*Supplied material*:
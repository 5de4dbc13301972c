use uuid::Uuid;

use crate::application::access::{self, AuthUser};
use crate::application::dto::settings::CampSettings;
use crate::application::errors::{ServiceError, ServiceResult};
use crate::application::ports::camping_option_repository::CampingOptionRepository;
use crate::application::ports::notification_port::NotificationPort;
use crate::application::ports::payment_repository::{NewPayment, PaymentRepository};
use crate::application::ports::registration_repository::RegistrationRepository;
use crate::application::ports::user_repository::UserRepository;
use crate::application::services::notifications::{NotificationKind, format_cents, notify_user};
use crate::application::services::validation::optional_text;
use crate::application::use_cases::payments::confirmation::confirm_if_paid;
use crate::domain::payments::payment::{Payment, PaymentProvider, PaymentStatus};
use crate::domain::users::user::User;

pub const DEFAULT_CURRENCY: &str = "USD";

#[derive(Debug, Clone)]
pub struct RecordPaymentRequest {
    pub user_id: Uuid,
    pub registration_id: Option<Uuid>,
    pub amount_cents: i64,
    pub currency: Option<String>,
    pub status: Option<PaymentStatus>,
    pub provider: Option<PaymentProvider>,
    pub provider_ref: Option<String>,
    pub notes: Option<String>,
}

/// Sends PAYMENT_RECEIVED, mentioning the confirmation when the payment settled the dues.
pub(super) async fn announce_payment<N: NotificationPort + ?Sized>(
    notifier: &N,
    settings: &CampSettings,
    owner: &User,
    payment: &Payment,
    year: i32,
    confirmed: bool,
) {
    let mut detail = format!(
        "Amount: {}",
        format_cents(payment.amount_cents, &payment.currency)
    );
    if confirmed {
        detail.push_str("\nYour registration is now confirmed.");
    }
    notify_user(
        notifier,
        settings,
        owner,
        year,
        NotificationKind::PaymentReceived,
        Some(detail),
    )
    .await;
}

pub struct RecordPayment<'a, P, U, R, O, N>
where
    P: PaymentRepository + ?Sized,
    U: UserRepository + ?Sized,
    R: RegistrationRepository + ?Sized,
    O: CampingOptionRepository + ?Sized,
    N: NotificationPort + ?Sized,
{
    pub payments: &'a P,
    pub users: &'a U,
    pub registrations: &'a R,
    pub options: &'a O,
    pub notifier: &'a N,
    pub settings: &'a CampSettings,
}

impl<'a, P, U, R, O, N> RecordPayment<'a, P, U, R, O, N>
where
    P: PaymentRepository + ?Sized,
    U: UserRepository + ?Sized,
    R: RegistrationRepository + ?Sized,
    O: CampingOptionRepository + ?Sized,
    N: NotificationPort + ?Sized,
{
    pub async fn execute(
        &self,
        actor: &AuthUser,
        req: RecordPaymentRequest,
    ) -> ServiceResult<Payment> {
        access::require_admin(actor)?;
        if req.amount_cents <= 0 {
            return Err(ServiceError::bad_request("amount_cents must be greater than zero"));
        }
        if req.status == Some(PaymentStatus::Refunded) {
            return Err(ServiceError::bad_request(
                "refunds are recorded through the refund endpoint",
            ));
        }
        let owner = self
            .users
            .find_by_id(req.user_id)
            .await?
            .ok_or_else(|| ServiceError::not_found("User", req.user_id))?;
        let year = match req.registration_id {
            Some(registration_id) => {
                let detail = self
                    .registrations
                    .get(registration_id)
                    .await?
                    .ok_or_else(|| ServiceError::not_found("Registration", registration_id))?;
                if detail.registration.user_id != owner.id {
                    return Err(ServiceError::bad_request(
                        "registration does not belong to this user",
                    ));
                }
                detail.registration.year
            }
            None => self.settings.registration_year,
        };
        let currency = optional_text(req.currency)
            .map(|c| c.to_uppercase())
            .unwrap_or_else(|| DEFAULT_CURRENCY.to_string());

        let payment = self
            .payments
            .create(&NewPayment {
                user_id: owner.id,
                registration_id: req.registration_id,
                amount_cents: req.amount_cents,
                currency,
                status: req.status.unwrap_or(PaymentStatus::Completed),
                provider: req.provider.unwrap_or(PaymentProvider::Manual),
                provider_ref: optional_text(req.provider_ref),
                notes: optional_text(req.notes),
            })
            .await?;
        tracing::info!(
            payment_id = %payment.id,
            user_id = %owner.id,
            amount_cents = payment.amount_cents,
            status = payment.status.as_str(),
            "payment_recorded"
        );

        if payment.status == PaymentStatus::Completed {
            let confirmed = match payment.registration_id {
                Some(registration_id) => confirm_if_paid(
                    self.registrations,
                    self.payments,
                    self.options,
                    registration_id,
                    &owner,
                )
                .await?
                .is_some(),
                None => false,
            };
            announce_payment(self.notifier, self.settings, &owner, &payment, year, confirmed)
                .await;
        }
        Ok(payment)
    }
}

*Task prompt*: A verbatim copy of every entry is required.

*Solution to this problem*:
repository 5de4dbc13301972c
use uuid::Uuid;

use crate::application::access::{self, AuthUser};
use crate::application::dto::settings::CampSettings;
use crate::application::errors::{ServiceError, ServiceResult};
use crate::application::ports::camping_option_repository::CampingOptionRepository;
use crate::application::ports::notification_port::NotificationPort;
use crate::application::ports::payment_repository::{NewPayment, PaymentRepository};
use crate::application::ports::registration_repository::RegistrationRepository;
use crate::application::ports::user_repository::UserRepository;
use crate::application::services::notifications::{NotificationKind, format_cents, notify_user};
use crate::application::services::validation::optional_text;
use crate::application::use_cases::payments::confirmation::confirm_if_paid;
use crate::domain::payments::payment::{Payment, PaymentProvider, PaymentStatus};
use crate::domain::users::user::User;

pub const DEFAULT_CURRENCY: &str = "USD";

#[derive(Debug, Clone)]
pub struct RecordPaymentRequest {
    pub user_id: Uuid,
    pub registration_id: Option<Uuid>,
    pub amount_cents: i64,
    pub currency: Option<String>,
    pub status: Option<PaymentStatus>,
    pub provider: Option<PaymentProvider>,
    pub provider_ref: Option<String>,
    pub notes: Option<String>,
}

/// Sends PAYMENT_RECEIVED, mentioning the confirmation when the payment settled the dues.
pub(super) async fn announce_payment<N: NotificationPort + ?Sized>(
    notifier: &N,
    settings: &CampSettings,
    owner: &User,
    payment: &Payment,
    year: i32,
    confirmed: bool,
) {
    let mut detail = format!(
        "Amount: {}",
        format_cents(payment.amount_cents, &payment.currency)
    );
    if confirmed {
        detail.push_str("\nYour registration is now confirmed.");
    }
    notify_user(
        notifier,
        settings,
        owner,
        year,
        NotificationKind::PaymentReceived,
        Some(detail),
    )
    .await;
}

pub struct RecordPayment<'a, P, U, R, O, N>
where
    P: PaymentRepository + ?Sized,
    U: UserRepository + ?Sized,
    R: RegistrationRepository + ?Sized,
    O: CampingOptionRepository + ?Sized,
    N: NotificationPort + ?Sized,
{
    pub payments: &'a P,
    pub users: &'a U,
    pub registrations: &'a R,
    pub options: &'a O,
    pub notifier: &'a N,
    pub settings: &'a CampSettings,
}

impl<'a, P, U, R, O, N> RecordPayment<'a, P, U, R, O, N>
where
    P: PaymentRepository + ?Sized,
    U: UserRepository + ?Sized,
    R: RegistrationRepository + ?Sized,
    O: CampingOptionRepository + ?Sized,
    N: NotificationPort + ?Sized,
{
    pub async fn execute(
        &self,
        actor: &AuthUser,
        req: RecordPaymentRequest,
    ) -> ServiceResult<Payment> {
        access::require_admin(actor)?;
        if req.amount_cents <= 0 {
            return Err(ServiceError::bad_request("amount_cents must be greater than zero"));
        }
        if req.status == Some(PaymentStatus::Refunded) {
            return Err(ServiceError::bad_request(
                "refunds are recorded through the refund endpoint",
            ));
        }
        let owner = self
            .users
            .find_by_id(req.user_id)
            .await?
            .ok_or_else(|| ServiceError::not_found("User", req.user_id))?;
        let year = match req.registration_id {
            Some(registration_id) => {
                let detail = self
                    .registrations
                    .get(registration_id)
                    .await?
                    .ok_or_else(|| ServiceError::not_found("Registration", registration_id))?;
                if detail.registration.user_id != owner.id {
                    return Err(ServiceError::bad_request(
                        "registration does not belong to this user",
                    ));
                }
                detail.registration.year
            }
            None => self.settings.registration_year,
        };
        let currency = optional_text(req.currency)
            .map(|c| c.to_uppercase())
            .unwrap_or_else(|| DEFAULT_CURRENCY.to_string());

        let payment = self
            .payments
            .create(&NewPayment {
                user_id: owner.id,
                registration_id: req.registration_id,
                amount_cents: req.amount_cents,
                currency,
                status: req.status.unwrap_or(PaymentStatus::Completed),
                provider: req.provider.unwrap_or(PaymentProvider::Manual),
                provider_ref: optional_text(req.provider_ref),
                notes: optional_text(req.notes),
            })
            .await?;
        tracing::info!(
            payment_id = %payment.id,
            user_id = %owner.id,
            amount_cents = payment.amount_cents,
            status = payment.status.as_str(),
            "payment_recorded"
        );

        if payment.status == PaymentStatus::Completed {
            let confirmed = match payment.registration_id {
                Some(registration_id) => confirm_if_paid(
                    self.registrations,
                    self.payments,
                    self.options,
                    registration_id,
                    &owner,
                )
                .await?
                .is_some(),
                None => false,
            };
            announce_payment(self.notifier, self.settings, &owner, &payment, year, confirmed)
                .await;
        }
        Ok(payment)
    }
}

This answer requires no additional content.